La question (ou le constat) de l’Amérique raciste ne pouvait pas être occultée par Kaiji Kawaguchi dans son
manga puisque son héros candidat à la présidence des Etats-Unis est de souche japonaise. On remarquera d’ailleurs l’aspect bouffi – le type américain ? – que le dessinateur a donné à quelques défenseur du « white power » ! Mais l’auteur ne part pas non plus en profondeur dans une croisade contre le racisme, n’utilisant le thème que pour servir la stratégie de son héros. Ce qui crée des raccourcis faisant perdre le récit en crédibilité (Yamaoka remet tout le monde d’accord en quelques phrases) mais force à reconnaître qu’il ne se perd pas en hors-sujets !

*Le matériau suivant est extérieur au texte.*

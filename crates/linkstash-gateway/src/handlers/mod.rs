mod health;
mod links;
mod proxy;

pub use health::health_handler;
pub use links::{links_handler, LinksParams};
pub use proxy::proxy_handler;

use crate::error::AppError;
use crate::state::AppState;
use linkstash_guard::{IntrusionAttempt, RateLimiter};
use tracing::warn;

/// Checks the shared secret; a mismatch is recorded to the intrusion log
/// before the request is rejected.
pub(crate) async fn authorize(
    state: &AppState,
    provided: Option<&str>,
    attempt: IntrusionAttempt,
) -> Result<(), AppError> {
    if provided == Some(state.secret.as_ref()) {
        return Ok(());
    }
    state.intrusion_log.record(attempt).await;
    Err(AppError::Unauthorized)
}

/// Consults the limiter for `key`. A broken guard directory fails open: the
/// request proceeds and the failure is logged loudly.
pub(crate) async fn check_rate_limit(
    limiter: &RateLimiter,
    key: &str,
    retry_after_secs: u32,
) -> Result<(), AppError> {
    match limiter.allow(key).await {
        Ok(true) => Ok(()),
        Ok(false) => Err(AppError::RateLimited { retry_after_secs }),
        Err(e) => {
            warn!(error = %e, "rate limiter unavailable, failing open");
            Ok(())
        }
    }
}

Le mangaka nous a là encore tricoté un découpage aux petits oignons. D’une part il excelle à pratiquer l’ellipse scénaristique. Par exemple ? On voit Durand sortir du bureau de Yamaoka quand Takashi y entre, et les deux se recroisent plus tard à l’aéroport, après leurs voyages respectifs, ce qui ne nous est pas montré comme un hasard... tadam !!! Surtout quand on connaît le malaise qui a fait retourner Takashi au Japon.

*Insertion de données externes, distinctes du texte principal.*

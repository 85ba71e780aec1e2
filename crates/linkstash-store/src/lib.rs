//! The JSON-file-backed favorites store.
//!
//! This crate provides the store itself plus the two [`ExclusiveLock`]
//! implementations it is usually paired with: a lock file for multi-process
//! deployments and an in-process mutex for single-process ones.
//!
//! [`ExclusiveLock`]: linkstash_core::ExclusiveLock

pub mod lock;
pub mod store;

pub use lock::{FileLock, LocalLock};
pub use store::{FavoritesStore, StoreConfig, SweepOutcome};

Et d’autre part il relance le suspense de manière impressionnante (il ne reste qu’un seul tome après ce tome 10 pour que la série prenne fin !) en nous faisant nous poser des tas de questions sur l’issue de l’aventure électorale :
- Yamaoka a-t-il commandité des attentats ?
- Takashi se retournera-t-il contre son père si près du but de ce dernier ?
- Le mangaka reportera-t-il la vedette sur le journaliste plutôt que sur le candidat ?
- La phrase de Yamaoka à Korzeff sur ce qui fait les vrais leaders, au début de ce volume, trouvera-t-elle écho dans le tome suivant ?
Une fois de plus, Kaiji Kawaguchi est épatant sur tous les plans. Eagle mérite toute votre attention et tout votre intérêt.